* _Collected data_

=== Begin Enclosure ===

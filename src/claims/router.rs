use std::sync::Arc;

use axum::{
    extract::{Path, Query, State},
    http::{HeaderMap, StatusCode},
    response::{IntoResponse, Response},
    routing::{get, post},
    Router,
};
use serde::{Deserialize, Serialize};
use serde_json::json;

use super::domain::{Claim, ClaimId, CollectionId, Creation, NewClaim, UserId};
use super::presentation;
use super::query::{order_by_claiming_byline, order_by_date, order_by_requesting_byline, ClaimStore, SortDirection, StoreError};
use super::reference::ReferenceData;
use super::service::{ClaimService, ClaimServiceError};

/// Router builder exposing HTTP endpoints for claim lifecycle and listings.
pub fn claim_router<S, D>(service: Arc<ClaimService<S, D>>) -> Router
where
    S: ClaimStore + 'static,
    D: ReferenceData + 'static,
{
    Router::new()
        .route("/api/v1/claims", post(create_handler::<S, D>))
        .route(
            "/api/v1/claims/:claim_id",
            get(show_handler::<S, D>).delete(destroy_handler::<S, D>),
        )
        .route(
            "/api/v1/claims/:claim_id/creation",
            post(attach_handler::<S, D>).delete(detach_handler::<S, D>),
        )
        .route(
            "/api/v1/collections/:collection_id/claims",
            get(listing_handler::<S, D>),
        )
        .with_state(service)
}

/// Sanitized representation of a claim for API responses. Byline and title
/// derivations degrade to `null` when their reference data is gone.
#[derive(Debug, Clone, Serialize)]
pub struct ClaimView {
    pub id: ClaimId,
    pub collection_id: CollectionId,
    pub progress: &'static str,
    pub approval: &'static str,
    pub publication: &'static str,
    #[serde(skip_serializing_if = "Option::is_none")]
    pub claiming_byline: Option<String>,
    #[serde(skip_serializing_if = "Option::is_none")]
    pub request_byline: Option<String>,
    #[serde(skip_serializing_if = "Option::is_none")]
    pub title: Option<String>,
}

fn claim_view<S, D>(
    service: &ClaimService<S, D>,
    claim: &Claim,
) -> Result<ClaimView, ClaimServiceError>
where
    S: ClaimStore + 'static,
    D: ReferenceData + 'static,
{
    let classification = service.classification(claim)?;
    let refs = service.references();
    Ok(ClaimView {
        id: claim.id,
        collection_id: claim.collection_id,
        progress: classification.progress.label(),
        approval: classification.approval.label(),
        publication: classification.publication.label(),
        claiming_byline: presentation::claiming_byline(claim, refs).ok(),
        request_byline: presentation::request_byline(claim, refs).ok(),
        title: presentation::claim_title(claim, refs).ok(),
    })
}

fn error_response(error: ClaimServiceError) -> Response {
    let status = match &error {
        ClaimServiceError::Forbidden => StatusCode::FORBIDDEN,
        ClaimServiceError::Store(StoreError::NotFound) => StatusCode::NOT_FOUND,
        ClaimServiceError::Store(StoreError::Conflict) => StatusCode::CONFLICT,
        ClaimServiceError::Reference(_) => StatusCode::NOT_FOUND,
        ClaimServiceError::Integrity(_) => StatusCode::UNPROCESSABLE_ENTITY,
        ClaimServiceError::Store(StoreError::Unavailable(_)) => StatusCode::INTERNAL_SERVER_ERROR,
    };
    let payload = json!({ "error": error.to_string() });
    (status, axum::Json(payload)).into_response()
}

fn acting_user(headers: &HeaderMap) -> Option<UserId> {
    headers
        .get("x-acting-user")
        .and_then(|value| value.to_str().ok())
        .and_then(|value| value.trim().parse::<u64>().ok())
        .map(UserId)
}

pub(crate) async fn create_handler<S, D>(
    State(service): State<Arc<ClaimService<S, D>>>,
    axum::Json(new_claim): axum::Json<NewClaim>,
) -> Response
where
    S: ClaimStore + 'static,
    D: ReferenceData + 'static,
{
    match service
        .claim(new_claim)
        .and_then(|claim| claim_view(&service, &claim))
    {
        Ok(view) => (StatusCode::CREATED, axum::Json(view)).into_response(),
        Err(error) => error_response(error),
    }
}

pub(crate) async fn show_handler<S, D>(
    State(service): State<Arc<ClaimService<S, D>>>,
    Path(claim_id): Path<u64>,
) -> Response
where
    S: ClaimStore + 'static,
    D: ReferenceData + 'static,
{
    match service
        .get(ClaimId(claim_id))
        .and_then(|claim| claim_view(&service, &claim))
    {
        Ok(view) => (StatusCode::OK, axum::Json(view)).into_response(),
        Err(error) => error_response(error),
    }
}

pub(crate) async fn destroy_handler<S, D>(
    State(service): State<Arc<ClaimService<S, D>>>,
    Path(claim_id): Path<u64>,
    headers: HeaderMap,
) -> Response
where
    S: ClaimStore + 'static,
    D: ReferenceData + 'static,
{
    let Some(user) = acting_user(&headers) else {
        let payload = json!({ "error": "x-acting-user header required" });
        return (StatusCode::UNAUTHORIZED, axum::Json(payload)).into_response();
    };
    match service.destroy(ClaimId(claim_id), user) {
        Ok(()) => StatusCode::NO_CONTENT.into_response(),
        Err(error) => error_response(error),
    }
}

pub(crate) async fn attach_handler<S, D>(
    State(service): State<Arc<ClaimService<S, D>>>,
    Path(claim_id): Path<u64>,
    axum::Json(creation): axum::Json<Creation>,
) -> Response
where
    S: ClaimStore + 'static,
    D: ReferenceData + 'static,
{
    match service
        .attach_creation(ClaimId(claim_id), creation)
        .and_then(|claim| claim_view(&service, &claim))
    {
        Ok(view) => (StatusCode::OK, axum::Json(view)).into_response(),
        Err(error) => error_response(error),
    }
}

pub(crate) async fn detach_handler<S, D>(
    State(service): State<Arc<ClaimService<S, D>>>,
    Path(claim_id): Path<u64>,
) -> Response
where
    S: ClaimStore + 'static,
    D: ReferenceData + 'static,
{
    match service
        .detach_creation(ClaimId(claim_id))
        .and_then(|claim| claim_view(&service, &claim))
    {
        Ok(view) => (StatusCode::OK, axum::Json(view)).into_response(),
        Err(error) => error_response(error),
    }
}

#[derive(Debug, Clone, Copy, PartialEq, Eq, Deserialize)]
#[serde(rename_all = "snake_case")]
pub enum ListingState {
    All,
    Unstarted,
    Fulfilled,
    Unfulfilled,
    Posted,
    Unposted,
}

#[derive(Debug, Clone, Copy, PartialEq, Eq, Deserialize)]
#[serde(rename_all = "snake_case")]
pub enum ListingOrder {
    RequestingByline,
    ClaimingByline,
    Date,
}

#[derive(Debug, Deserialize)]
pub struct ListingParams {
    #[serde(default)]
    pub state: Option<ListingState>,
    #[serde(default)]
    pub order: Option<ListingOrder>,
    #[serde(default)]
    pub direction: Option<SortDirection>,
}

pub(crate) async fn listing_handler<S, D>(
    State(service): State<Arc<ClaimService<S, D>>>,
    Path(collection_id): Path<u64>,
    Query(params): Query<ListingParams>,
) -> Response
where
    S: ClaimStore + 'static,
    D: ReferenceData + 'static,
{
    let collection = CollectionId(collection_id);
    let queries = service.queries();

    let selected = match params.state.unwrap_or(ListingState::All) {
        ListingState::All => queries.in_collection(collection),
        ListingState::Unstarted => queries.unstarted_in(collection),
        ListingState::Fulfilled => queries.fulfilled_in(collection),
        ListingState::Unfulfilled => queries.unfulfilled_in(collection),
        ListingState::Posted => queries.posted_in(collection),
        ListingState::Unposted => queries.unposted_in(collection),
    };

    let claims = match selected {
        Ok(claims) => claims,
        Err(error) => return error_response(ClaimServiceError::Store(error)),
    };

    let direction = params.direction.unwrap_or(SortDirection::Ascending);
    let claims = match params.order {
        Some(ListingOrder::RequestingByline) => {
            order_by_requesting_byline(claims, direction, service.references())
        }
        Some(ListingOrder::ClaimingByline) => {
            order_by_claiming_byline(claims, direction, service.references())
        }
        Some(ListingOrder::Date) => order_by_date(claims),
        None => claims,
    };

    let mut views = Vec::with_capacity(claims.len());
    for claim in &claims {
        match claim_view(&service, claim) {
            Ok(view) => views.push(view),
            Err(error) => return error_response(error),
        }
    }

    (StatusCode::OK, axum::Json(views)).into_response()
}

=== End Enclosure ===

* _YOUR TASK_
Which lines above contain "super"? Show each of them.

* _TASK RESULT_
use super::domain::{Claim, ClaimId, CollectionId, Creation, NewClaim, UserId};
use super::presentation;
use super::query::{order_by_claiming_byline, order_by_date, order_by_requesting_byline, ClaimStore, SortDirection, StoreError};
use super::reference::ReferenceData;
use super::service::{ClaimService, ClaimServiceError};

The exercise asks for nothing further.